Head of Publicity Department of Hebei Provincial Committee of the Chinese Communist Party
- In office December 2011 – September 2015
- Preceded by: Nie Chenxi
- Succeeded by: Tian Xiangli

Mayor of Shijiazhuang
- In office September 2008 – December 2011
- Preceded by: Ji Chuntang
- Succeeded by: Jiang Deguo

Communist Party Secretary of Chengde
- In office January 2008 – September 2008
- Preceded by: Zhao Wenhe
- Succeeded by: Yang Rui

Mayor of Chengde
- In office July 2006 – January 2008
- Preceded by: Jing Chunhua
- Succeeded by: Zhang Gujiang

Personal details
- Born: March 1955 (age 71) Tanghai County, Hebei
- Party: Chinese Communist Party (1978-2018, expelled)
- Education: Tangshan Regional Business School

Chinese name
- Traditional Chinese: 艾文禮
- Simplified Chinese: 艾文礼

Standard Mandarin
- Hanyu Pinyin: Ài Wénlǐ

= Ai Wenli =

Chinese politician

Ai Wenli (艾文礼; born March 1955) is a former Chinese politician who served as the vice-chairman of the Hebei Provincial Committee of the Chinese People's Political Consultative Conference. Previously, he served as the head of the Publicity Department of the Chinese Communist Party Hebei Committee and the Mayor of Shijiazhuang. He was placed under investigation by the Central Commission for Discipline Inspection and the National Supervisory Commission shortly after his retirement. Ai is the first leader of vice-ministerial level to spontaneously hand himself in to the anti-corruption agency of China after the implementation of Supervision Law in March 2018.

==Career==
Ai was born in March 1955, and graduated from Tangshan Regional Business School (唐山地区商业学校). In 1971 he became a worker on a farm. Later he served as the County Head of Tanghai County, the Head of the Publicity Department of the CCP Tangshan Committee, the director Bureau of Land Reclamation of Hebei, the Deputy Secretary and Head of the Organization Department of the CPC Shijiazhuang Committee, the Mayor of Chengde, and the Secretary of the CPC Chengde Committee.

During the Sanlu scandal in 2008, Ai was appointed as the Party Deputy Secretary and the Mayor of Shijiazhuang. In 2011, he was appointed as the Head of the Publicity Department of the CPC Hebei Committee, until September 2015. He was appointed as the vice-chairman of the Hebei Provincial Committee of the Chinese People's Political Consultative Conference in 2015, and he retired in January 2018. In July 2018, Ai turned himself in to the Central Commission for Discipline Inspection and the State Supervisory Commission.

==Investigation==
On July 31, 2018, Ai Wenli was placed under investigation by the Central Commission for Discipline Inspection, the party's internal disciplinary body, and the National Supervisory Commission, the highest anti-corruption agency of the People's Republic of China, for "serious violations of regulations and laws". According to the report, he turned himself in.
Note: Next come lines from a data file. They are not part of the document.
//! Error types for descriptor construction and rendering.
//!
//! Construction-time failures (a second singleton section) and render-time
//! failures (missing required fields, unresolved pack dependencies) share one
//! error type so a build step can propagate either with `?`.

use std::{
    fmt::Display,
    io,
    path::{Path, PathBuf},
};
use thiserror::Error;

/// Result type alias for descriptor operations.
pub type Result<T> = std::result::Result<T, Error>;

/// Errors raised while building or rendering an installer descriptor.
#[derive(Error, Debug)]
pub enum Error {
    /// A singleton section kind was attached while one is already present.
    #[error("a `{kind}` section is already attached to this installation")]
    DuplicateSection {
        /// Section kind name
        kind: &'static str,
    },

    /// A field required for rendering has no value.
    #[error("missing required field `{field}` in `{section}`")]
    MissingField {
        /// Section (or entity) owning the field
        section: String,
        /// Field name
        field: String,
    },

    /// A pack depends on a pack name that is not part of the same packs section.
    #[error("pack `{pack}` depends on unknown pack `{dependency}`")]
    DanglingDependency {
        /// Pack declaring the dependency
        pack: String,
        /// Unresolved dependency name
        dependency: String,
    },

    /// Two packs share the same identity.
    #[error("pack `{name}` is declared more than once")]
    DuplicatePack {
        /// Duplicated pack name
        name: String,
    },

    /// Pack dependencies form a cycle.
    #[error("pack dependency cycle involving `{pack}`")]
    DependencyCycle {
        /// A pack on the cycle
        pack: String,
    },

    /// Operating system family token is blank or malformed.
    #[error("invalid operating system family token: {0:?}")]
    InvalidOsFamily(String),

    /// An install-directory override was rendered without being prepared first.
    #[error("install directory for `{os}` was not prepared before rendering")]
    UnresolvedInstallDir {
        /// OS family token
        os: String,
    },

    /// An install-directory path would not fit on a single side-car line.
    #[error("install directory for `{os}` contains a line break")]
    MultiLineInstallDir {
        /// OS family token
        os: String,
    },

    /// Two install-directory keys normalize to the same OS family.
    #[error("install directory for `{os}` is configured more than once")]
    DuplicateInstallDir {
        /// Normalized OS family token
        os: String,
    },

    /// File-set pattern could not be compiled.
    #[error("invalid file-set pattern `{pattern}`: {source}")]
    Pattern {
        /// Offending pattern
        pattern: String,
        /// Underlying pattern error
        #[source]
        source: glob::PatternError,
    },

    /// Filesystem operation failed on a known path.
    #[error("failed {context} `{}`: {error}", .path.display())]
    Fs {
        /// What was being done
        context: &'static str,
        /// Path involved
        path: PathBuf,
        /// Underlying IO error
        #[source]
        error: io::Error,
    },

    /// IO errors without path context.
    #[error("IO error: {0}")]
    IoError(#[from] io::Error),

    /// Anything else.
    #[error("{0}")]
    GenericError(String),
}

/// Attach a message to a missing value or a foreign error.
pub trait Context<T> {
    /// Converts `None` or an error into [`Error::GenericError`] carrying `msg`.
    fn context<C: Display>(self, msg: C) -> Result<T>;
}

impl<T> Context<T> for Option<T> {
    fn context<C: Display>(self, msg: C) -> Result<T> {
        self.ok_or_else(|| Error::GenericError(msg.to_string()))
    }
}

impl<T, E: Display> Context<T> for std::result::Result<T, E> {
    fn context<C: Display>(self, msg: C) -> Result<T> {
        self.map_err(|e| Error::GenericError(format!("{msg}: {e}")))
    }
}

/// Filesystem context for IO results.
pub trait ErrorExt<T> {
    /// Wraps an IO error in [`Error::Fs`] with the operation and path.
    fn fs_context(self, context: &'static str, path: &Path) -> Result<T>;
}

impl<T> ErrorExt<T> for io::Result<T> {
    fn fs_context(self, context: &'static str, path: &Path) -> Result<T> {
        self.map_err(|error| Error::Fs {
            context,
            path: path.to_path_buf(),
            error,
        })
    }
}

/// Return early with an [`Error::GenericError`] built from a format string.
#[macro_export]
macro_rules! bail {
    ($($arg:tt)*) => {
        return Err($crate::izpack::Error::GenericError(format!($($arg)*)))
    };
}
He was expelled from the Communist Party on October 19. On December 27, his trial was held at the Intermediate People's Court of Suzhou. He was accused of abusing his powers in former positions he held between 2005 and 2013 in Hebei to seek benefits for certain organizations and individuals in the matters of enterprise restructuring, project development and work arrangement. In return, he accepted money and property worth more than 64.78 million yuan ($10 million) either directly or from other connections.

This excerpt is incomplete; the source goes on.